Tata Motors top executive dies from fall in Thailand

Karl Slym, managing director of Tata Motors, looks on during a news conference to announce their second quarter results in Mumbai November 8, 2013. [Photo/Agencies]

Karl Slym, managing director of India's biggest automaker Tata Motors Ltd, died after falling from a hotel room in Bangkok in what police said on Monday may have been suicide.

Slym, 51, a British citizen, had attended a board meeting of Tata Motors' Thailand unit in Bangkok and was staying with his wife in a room on the 22nd floor of the Shangri-La hotel. Hotel staff found his body on Sunday on the fourth floor, which juts out above lower storeys of the complex.

"We didn't find any sign of a struggle," Police Lieutenant Somyot Boonyakaew, heading the investigation, told Reuters.

"We found a window open. The window was very small so it was not possible that he would have slipped. He would have had to climb through the window to fall out because he was a big man. From my initial investigation, we believe he jumped."

Boonyakaew said police found a three-page note, written in English to Slym by his wife, which they were translating into Thai. "The wife wrote the note because she wanted her husband to know some personal things ... Yes, they did argue," he said after speaking with her.

The couple had been married for about 30 years and had no children.

Thai police said they were called to the Shangri-La hotel around 7:45 am on Sunday after staff found Slym's body.

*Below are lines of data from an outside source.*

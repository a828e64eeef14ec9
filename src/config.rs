//! Configuration surface.
//!
//! One immutable value built once at startup and handed to every component
//! as `Arc<Config>` — no process-wide singleton, ad-hoc globals are replaced
//! with this injected configuration value.

use std::env;
use std::time::Duration;

/// Default BLE service UUID (identifies an app device during scan classification).
pub const SERVICE_UUID: &str = "12345678-1234-5678-1234-56789abcdef0";
/// Default BLE characteristic UUID (read/write/write-without-response/notify).
pub const CHARACTERISTIC_UUID: &str = "12345678-1234-5678-1234-56789abcdef1";

/// Every tunable needed to run the daemon, with its literal default.
#[derive(Debug, Clone)]
pub struct Config {
    pub service_uuid: String,
    pub characteristic_uuid: String,

    pub max_concurrent_connections: usize,
    pub connection_timeout: Duration,
    pub max_reconnect_attempts: u32,
    pub reconnect_delay: Duration,

    pub discovery_interval_initial: Duration,
    pub discovery_interval_moderate: Duration,
    pub discovery_interval_stable: Duration,
    pub discovery_interval_no_devices: Duration,
    pub min_scan_interval: Duration,
    pub max_scan_interval: Duration,
    pub default_scan_timeout: Duration,

    pub device_lost_threshold: Duration,
    pub connection_blacklist_duration: Duration,
    pub scanner_start_timeout: Duration,
    pub scanner_stop_timeout: Duration,

    pub heartbeat_interval: Duration,
    pub heartbeat_timeout: Duration,

    pub max_message_size: usize,
    pub max_content_length: usize,
    pub message_ttl: u8,

    pub message_cache_size: usize,
    pub message_cache_ttl: Duration,

    pub rate_limit_per_connection: u32,
    pub rate_limit_per_device: u32,
    pub rate_limit_global: u32,
    pub rate_limit_window: Duration,

    pub enable_rate_limiting: bool,
    pub enable_input_sanitization: bool,

    pub health_score_critical: f32,
    pub recent_messages_capacity: usize,

    /// Additional case-insensitive substrings to reject in `Sanitizer::validate`,
    /// beyond the built-in script-like patterns.
    pub blocked_words: Vec<String>,
}

impl Default for Config {
    fn default() -> Self {
        Self {
            service_uuid: SERVICE_UUID.to_string(),
            characteristic_uuid: CHARACTERISTIC_UUID.to_string(),

            max_concurrent_connections: 4,
            connection_timeout: Duration::from_secs(30),
            max_reconnect_attempts: 3,
            reconnect_delay: Duration::from_secs(30),

            discovery_interval_initial: Duration::from_secs(5),
            discovery_interval_moderate: Duration::from_secs(15),
            discovery_interval_stable: Duration::from_secs(30),
            discovery_interval_no_devices: Duration::from_secs(10),
            min_scan_interval: Duration::from_secs(3),
            max_scan_interval: Duration::from_secs(60),
            default_scan_timeout: Duration::from_secs(10),

            device_lost_threshold: Duration::from_secs(60),
            connection_blacklist_duration: Duration::from_secs(60),
            scanner_start_timeout: Duration::from_secs(5),
            scanner_stop_timeout: Duration::from_secs(5),

            heartbeat_interval: Duration::from_secs(15),
            heartbeat_timeout: Duration::from_secs(45),

            max_message_size: 500,
            max_content_length: 450,
            message_ttl: 3,

            message_cache_size: 100,
            message_cache_ttl: Duration::from_secs(300),

            rate_limit_per_connection: 10,
            rate_limit_per_device: 30,
            rate_limit_global: 100,
            rate_limit_window: Duration::from_secs(60),

            enable_rate_limiting: true,
            enable_input_sanitization: true,

            health_score_critical: 0.2,
            recent_messages_capacity: 50,

            blocked_words: Vec::new(),
        }
    }
}

impl Config {
    /// Overlay `BEACON_*` environment variables onto the defaults, rather
    /// than reading from a config file.
    pub fn from_env() -> Self {
        let mut cfg = Self::default();

        if let Some(v) = env_usize("BEACON_MAX_CONCURRENT_CONNECTIONS") {
            cfg.max_concurrent_connections = v;
        }
        if let Some(v) = env_u64("BEACON_CONNECTION_TIMEOUT_SECS") {
            cfg.connection_timeout = Duration::from_secs(v);
        }
        if let Some(v) = env_usize("BEACON_MAX_CONTENT_LENGTH") {
            cfg.max_content_length = v;
        }
        if let Some(v) = env_usize("BEACON_MAX_MESSAGE_SIZE") {
            cfg.max_message_size = v;
        }
        if let Some(v) = env::var("BEACON_MESSAGE_TTL").ok().and_then(|s| s.parse().ok()) {
            cfg.message_ttl = v;
        }
        if let Some(v) = env_bool("BEACON_ENABLE_RATE_LIMITING") {
            cfg.enable_rate_limiting = v;
        }
        if let Some(v) = env_bool("BEACON_ENABLE_INPUT_SANITIZATION") {
            cfg.enable_input_sanitization = v;
        }
        if let Ok(words) = env::var("BEACON_BLOCKED_WORDS") {
            cfg.blocked_words = words
                .split(',')
                .map(|s| s.trim().to_string())
                .filter(|s| !s.is_empty())
                .collect();
        }

        cfg
    }
}

fn env_usize(key: &str) -> Option<usize> {
    env::var(key).ok().and_then(|s| s.parse().ok())
}

fn env_u64(key: &str) -> Option<u64> {
    env::var(key).ok().and_then(|s| s.parse().ok())
}

fn env_bool(key: &str) -> Option<bool> {
    env::var(key).ok().and_then(|s| match s.to_lowercase().as_str() {
        "1" | "true" | "yes" | "on" => Some(true),
        "0" | "false" | "no" | "off" => Some(false),
        _ => None,
    })
}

They woke up Slym's wife, who looked shocked when she was told what had happened to her husband.

An autopsy on Slym's body was conducted on Monday, police said without elaborating.

A Tata Motors spokeswoman declined comment on the possible cause of Slym's death. A company statement on Sunday said Slym provided leadership in a challenging market environment.

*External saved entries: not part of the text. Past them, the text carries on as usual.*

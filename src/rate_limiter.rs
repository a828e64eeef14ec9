//! Sliding-window rate limiter.
//!
//! One critical section guards all three buckets so a check-then-record
//! pair is atomic (no two originate attempts can both observe "under the
//! cap" and both be admitted).

use std::collections::HashMap;
use std::sync::Mutex;
use std::time::{Duration, Instant};

use crate::config::Config;
use crate::error::{LimitType, RateLimitError};

#[derive(Default)]
struct Buckets {
    connection: HashMap<String, Vec<Instant>>,
    device: HashMap<String, Vec<Instant>>,
    global: Vec<Instant>,
}

pub struct RateLimiter {
    window: Duration,
    per_connection: u32,
    per_device: u32,
    global_cap: u32,
    enabled: bool,
    buckets: Mutex<Buckets>,
}

impl RateLimiter {
    pub fn new(config: &Config) -> Self {
        Self {
            window: config.rate_limit_window,
            per_connection: config.rate_limit_per_connection,
            per_device: config.rate_limit_per_device,
            global_cap: config.rate_limit_global,
            enabled: config.enable_rate_limiting,
            buckets: Mutex::new(Buckets::default()),
        }
    }

    /// Garbage-collects expired timestamps, checks all three caps in
    /// global -> device -> connection order, and records `now` on success.
    /// `connection_id` is optional: an originate attempt with no live
    /// connection yet (e.g. a message typed before any peer is connected)
    /// only contributes to the device/global buckets.
    pub fn check_and_record(&self, connection_id: Option<&str>, device_id: &str) -> Result<(), RateLimitError> {
        if !self.enabled {
            return Ok(());
        }

        let now = Instant::now();
        let mut buckets = self.buckets.lock().expect("rate limiter mutex poisoned");

        gc(&mut buckets.global, now, self.window);
        if let Some(reason) = over_cap(&buckets.global, self.global_cap, now, self.window, LimitType::Global) {
            return Err(reason);
        }

        let device_bucket = buckets.device.entry(device_id.to_string()).or_default();
        gc(device_bucket, now, self.window);
        if let Some(reason) = over_cap(device_bucket, self.per_device, now, self.window, LimitType::Device) {
            return Err(reason);
        }

        if let Some(conn_id) = connection_id {
            let conn_bucket = buckets.connection.entry(conn_id.to_string()).or_default();
            gc(conn_bucket, now, self.window);
            if let Some(reason) = over_cap(conn_bucket, self.per_connection, now, self.window, LimitType::Connection) {
                return Err(reason);
            }
        }

        buckets.global.push(now);
        buckets.device.entry(device_id.to_string()).or_default().push(now);
        if let Some(conn_id) = connection_id {
            buckets.connection.entry(conn_id.to_string()).or_default().push(now);
        }

        Ok(())
    }
}

fn gc(bucket: &mut Vec<Instant>, now: Instant, window: Duration) {
    bucket.retain(|t| now.duration_since(*t) <= window);
}

fn over_cap(bucket: &[Instant], cap: u32, now: Instant, window: Duration, limit_type: LimitType) -> Option<RateLimitError> {
    if (bucket.len() as u32) < cap {
        return None;
    }
    let oldest = bucket.iter().min().copied().unwrap_or(now);
    let retry_after = window.saturating_sub(now.duration_since(oldest));
    Some(RateLimitError { limit_type, retry_after_secs: retry_after.as_secs() })
}

#[cfg(test)]
mod tests {
    use super::*;

    fn cfg() -> Config {
        let mut c = Config::default();
        c.rate_limit_per_connection = 3;
        c.rate_limit_per_device = 100;
        c.rate_limit_global = 100;
        c
    }

    #[test]
    fn allows_up_to_cap_then_rejects() {
        let limiter = RateLimiter::new(&cfg());
        for _ in 0..3 {
            assert!(limiter.check_and_record(Some("conn-1"), "dev-1").is_ok());
        }
        let err = limiter.check_and_record(Some("conn-1"), "dev-1").unwrap_err();
        assert_eq!(err.limit_type, LimitType::Connection);
        assert!(err.retry_after_secs <= 60);
    }

    #[test]
    fn disabled_always_allows() {
        let mut config = cfg();
        config.enable_rate_limiting = false;
        let limiter = RateLimiter::new(&config);
        for _ in 0..50 {
            assert!(limiter.check_and_record(Some("conn-1"), "dev-1").is_ok());
        }
    }

    #[test]
    fn buckets_are_independent_per_connection() {
        let limiter = RateLimiter::new(&cfg());
        for _ in 0..3 {
            assert!(limiter.check_and_record(Some("conn-1"), "dev-1").is_ok());
        }
        // A different connection on the same device still has budget.
        assert!(limiter.check_and_record(Some("conn-2"), "dev-1").is_ok());
    }

    #[test]
    fn global_cap_beats_device_and_connection() {
        let mut config = cfg();
        config.rate_limit_global = 1;
        let limiter = RateLimiter::new(&config);
        assert!(limiter.check_and_record(Some("conn-1"), "dev-1").is_ok());
        let err = limiter.check_and_record(Some("conn-2"), "dev-2").unwrap_err();
        assert_eq!(err.limit_type, LimitType::Global);
    }
}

Slym was driving a turnaround in the company's domestic operations. Investors worried about potential delays to these plans after his death sent shares in Tata Motors down as much as 6.7 percent on Monday in a broader market.

Turning the corner

Slym was hired in 2012 to revive Tata's flagging sales and market share in India, the world's sixth-largest auto market by unit sales. Tata Motors is part of the sprawling software-to-steel Tata conglomerate.

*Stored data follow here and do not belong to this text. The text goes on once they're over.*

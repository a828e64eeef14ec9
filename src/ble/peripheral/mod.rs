//! Peripheral-role (GATT server) backends, behind the `BlePeripheral` trait
//! in `crate::ble::driver`.

pub mod bluez;

pub use bluez::BluezPeripheral;
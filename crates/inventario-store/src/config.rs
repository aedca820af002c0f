//! Store configuration
//!
//! Paths default to the platform data directory; each value can be
//! overridden through the environment:
//! - `INVENTARIO_DB_PATH`: live database file
//! - `INVENTARIO_BACKUP_DIR`: directory for automatic backups
//! - `INVENTARIO_BUSY_TIMEOUT_MS`: SQLite busy timeout

use std::path::{Path, PathBuf};
use std::time::Duration;

/// Application data directory name
const APP_DIR_NAME: &str = "Inventario";

/// Database file name inside the data directory
const DB_FILE_NAME: &str = "inventario.db";

const BACKUP_DIR_NAME: &str = "backups";

const DEFAULT_BUSY_TIMEOUT: Duration = Duration::from_millis(5000);

pub const ENV_DB_PATH: &str = "INVENTARIO_DB_PATH";
pub const ENV_BACKUP_DIR: &str = "INVENTARIO_BACKUP_DIR";
pub const ENV_BUSY_TIMEOUT_MS: &str = "INVENTARIO_BUSY_TIMEOUT_MS";

#[derive(Debug, Clone, PartialEq, Eq)]
pub struct StoreConfig {
    /// Live database file
    pub db_path: PathBuf,
    /// Where automatic backups are written
    pub backup_dir: PathBuf,
    pub busy_timeout: Duration,
}

impl StoreConfig {
    /// Configuration for a database at `db_path`, with backups in a
    /// `backups/` directory next to it.
    pub fn new(db_path: impl Into<PathBuf>) -> Self {
        let db_path = db_path.into();
        let backup_dir = db_path
            .parent()
            .unwrap_or_else(|| Path::new("."))
            .join(BACKUP_DIR_NAME);
        Self {
            db_path,
            backup_dir,
            busy_timeout: DEFAULT_BUSY_TIMEOUT,
        }
    }

    pub fn with_backup_dir(mut self, backup_dir: impl Into<PathBuf>) -> Self {
        self.backup_dir = backup_dir.into();
        self
    }

    pub fn with_busy_timeout(mut self, busy_timeout: Duration) -> Self {
        self.busy_timeout = busy_timeout;
        self
    }

    /// Build the configuration from the process environment
    pub fn from_env() -> Self {
        Self::from_lookup(|key| std::env::var(key).ok())
    }

    /// Build the configuration from an arbitrary variable lookup
    pub fn from_lookup<F>(lookup: F) -> Self
    where
        F: Fn(&str) -> Option<String>,
    {
        let db_path = lookup(ENV_DB_PATH)
            .filter(|v| !v.trim().is_empty())
            .map_or_else(get_db_path, PathBuf::from);

        let mut config = Self::new(db_path);

        if let Some(dir) = lookup(ENV_BACKUP_DIR).filter(|v| !v.trim().is_empty()) {
            config.backup_dir = PathBuf::from(dir);
        }

        match lookup(ENV_BUSY_TIMEOUT_MS).map(|v| v.trim().parse::<u64>()) {
            Some(Ok(ms)) => config.busy_timeout = Duration::from_millis(ms),
            Some(Err(e)) => {
                tracing::warn!("Ignoring invalid {}: {}", ENV_BUSY_TIMEOUT_MS, e);
            }
            None => {}
        }

        config
    }
}

impl Default for StoreConfig {
    fn default() -> Self {
        Self::new(get_db_path())
    }
}

/// Get the application data directory
///
/// Falls back to the working directory when the platform has no data dir.
pub fn get_app_data_dir() -> PathBuf {
    dirs::data_dir()
        .unwrap_or_else(|| PathBuf::from("."))
        .join(APP_DIR_NAME)
}

/// Get database path
pub fn get_db_path() -> PathBuf {
    get_app_data_dir().join(DB_FILE_NAME)
}

#[cfg(test)]
mod tests {
    use super::*;
    use std::collections::HashMap;

    fn lookup_from(pairs: &[(&str, &str)]) -> impl Fn(&str) -> Option<String> {
        let map: HashMap<String, String> = pairs
            .iter()
            .map(|(k, v)| ((*k).to_string(), (*v).to_string()))
            .collect();
        move |key| map.get(key).cloned()
    }

    #[test]
    fn backup_dir_defaults_next_to_database() {
        let config = StoreConfig::new("/srv/tienda/inventario.db");
        assert_eq!(config.backup_dir, PathBuf::from("/srv/tienda/backups"));
        assert_eq!(config.busy_timeout, DEFAULT_BUSY_TIMEOUT);
    }

    #[test]
    fn environment_overrides_apply() {
        let config = StoreConfig::from_lookup(lookup_from(&[
            (ENV_DB_PATH, "/data/tienda.db"),
            (ENV_BACKUP_DIR, "/mnt/respaldos"),
            (ENV_BUSY_TIMEOUT_MS, "250"),
        ]));
        assert_eq!(config.db_path, PathBuf::from("/data/tienda.db"));
        assert_eq!(config.backup_dir, PathBuf::from("/mnt/respaldos"));
        assert_eq!(config.busy_timeout, Duration::from_millis(250));
    }

    #[test]
    fn invalid_timeout_keeps_default() {
        let config = StoreConfig::from_lookup(lookup_from(&[
            (ENV_DB_PATH, "/data/tienda.db"),
            (ENV_BUSY_TIMEOUT_MS, "pronto"),
        ]));
        assert_eq!(config.busy_timeout, DEFAULT_BUSY_TIMEOUT);
        assert_eq!(config.backup_dir, PathBuf::from("/data/backups"));
    }

    #[test]
    fn empty_db_path_falls_back_to_data_dir() {
        let config = StoreConfig::from_lookup(lookup_from(&[(ENV_DB_PATH, "  ")]));
        assert_eq!(config.db_path, get_db_path());
    }
}
//! Scalar parameters and result rows for the statement facade

use rusqlite::types::{ToSqlOutput, ValueRef};
use rusqlite::ToSql;
use serde::ser::SerializeMap;
use serde::{Deserialize, Serialize, Serializer};

/// A single SQLite scalar, as passed in parameters and returned in rows
#[derive(Debug, Clone, PartialEq, Serialize, Deserialize)]
#[serde(untagged)]
pub enum Value {
    Null,
    Integer(i64),
    Real(f64),
    Text(String),
    Blob(Vec<u8>),
}

impl Value {
    pub fn as_i64(&self) -> Option<i64> {
        match self {
            Self::Integer(v) => Some(*v),
            _ => None,
        }
    }

    /// Numeric value, widening integers
    #[allow(clippy::cast_precision_loss)]
    pub fn as_f64(&self) -> Option<f64> {
        match self {
            Self::Integer(v) => Some(*v as f64),
            Self::Real(v) => Some(*v),
            _ => None,
        }
    }

    pub fn as_str(&self) -> Option<&str> {
        match self {
            Self::Text(v) => Some(v),
            _ => None,
        }
    }

    pub fn is_null(&self) -> bool {
        matches!(self, Self::Null)
    }
}

impl ToSql for Value {
    fn to_sql(&self) -> rusqlite::Result<ToSqlOutput<'_>> {
        Ok(match self {
            Self::Null => ToSqlOutput::Borrowed(ValueRef::Null),
            Self::Integer(v) => ToSqlOutput::Borrowed(ValueRef::Integer(*v)),
            Self::Real(v) => ToSqlOutput::Borrowed(ValueRef::Real(*v)),
            Self::Text(v) => ToSqlOutput::Borrowed(ValueRef::Text(v.as_bytes())),
            Self::Blob(v) => ToSqlOutput::Borrowed(ValueRef::Blob(v)),
        })
    }
}

impl From<ValueRef<'_>> for Value {
    fn from(value: ValueRef<'_>) -> Self {
        match value {
            ValueRef::Null => Self::Null,
            ValueRef::Integer(v) => Self::Integer(v),
            ValueRef::Real(v) => Self::Real(v),
            ValueRef::Text(v) => Self::Text(String::from_utf8_lossy(v).into_owned()),
            ValueRef::Blob(v) => Self::Blob(v.to_vec()),
        }
    }
}

impl From<i64> for Value {
    fn from(v: i64) -> Self {
        Self::Integer(v)
    }
}

impl From<f64> for Value {
    fn from(v: f64) -> Self {
        Self::Real(v)
    }
}

impl From<bool> for Value {
    fn from(v: bool) -> Self {
        Self::Integer(i64::from(v))
    }
}

impl From<&str> for Value {
    fn from(v: &str) -> Self {
        Self::Text(v.to_string())
    }
}

impl From<String> for Value {
    fn from(v: String) -> Self {
        Self::Text(v)
    }
}

impl<T: Into<Value>> From<Option<T>> for Value {
    fn from(v: Option<T>) -> Self {
        v.map_or(Self::Null, Into::into)
    }
}

/// One result row, columns kept in statement order
#[derive(Debug, Clone, PartialEq, Default)]
pub struct Row {
    columns: Vec<(String, Value)>,
}

impl Row {
    pub(crate) fn from_sqlite(names: &[String], row: &rusqlite::Row<'_>) -> rusqlite::Result<Self> {
        let mut columns = Vec::with_capacity(names.len());
        for (idx, name) in names.iter().enumerate() {
            columns.push((name.clone(), Value::from(row.get_ref(idx)?)));
        }
        Ok(Self { columns })
    }

    /// Value of the named column, `None` if the row has no such column
    pub fn get(&self, name: &str) -> Option<&Value> {
        self.columns
            .iter()
            .find(|(column, _)| column == name)
            .map(|(_, value)| value)
    }

    pub fn get_i64(&self, name: &str) -> Option<i64> {
        self.get(name).and_then(Value::as_i64)
    }

    pub fn get_f64(&self, name: &str) -> Option<f64> {
        self.get(name).and_then(Value::as_f64)
    }

    pub fn get_str(&self, name: &str) -> Option<&str> {
        self.get(name).and_then(Value::as_str)
    }

    pub fn columns(&self) -> impl Iterator<Item = &str> {
        self.columns.iter().map(|(name, _)| name.as_str())
    }

    pub fn len(&self) -> usize {
        self.columns.len()
    }

    pub fn is_empty(&self) -> bool {
        self.columns.is_empty()
    }
}

impl Serialize for Row {
    fn serialize<S: Serializer>(&self, serializer: S) -> Result<S::Ok, S::Error> {
        let mut map = serializer.serialize_map(Some(self.columns.len()))?;
        for (name, value) in &self.columns {
            map.serialize_entry(name, value)?;
        }
        map.end()
    }
}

Tata Motors recently introduced a new petrol engine for its passenger vehicles and was planning to launch a hatchback and compact sedan this year, the first all-new Tata-branded passenger vehicles since 2010.

Slym led the automaker's operations in India and international markets including South Korea, Thailand and South Africa, but he was not responsible for the Jaguar and Land Rover (JLR) luxury unit that Tata Motors acquired in 2008.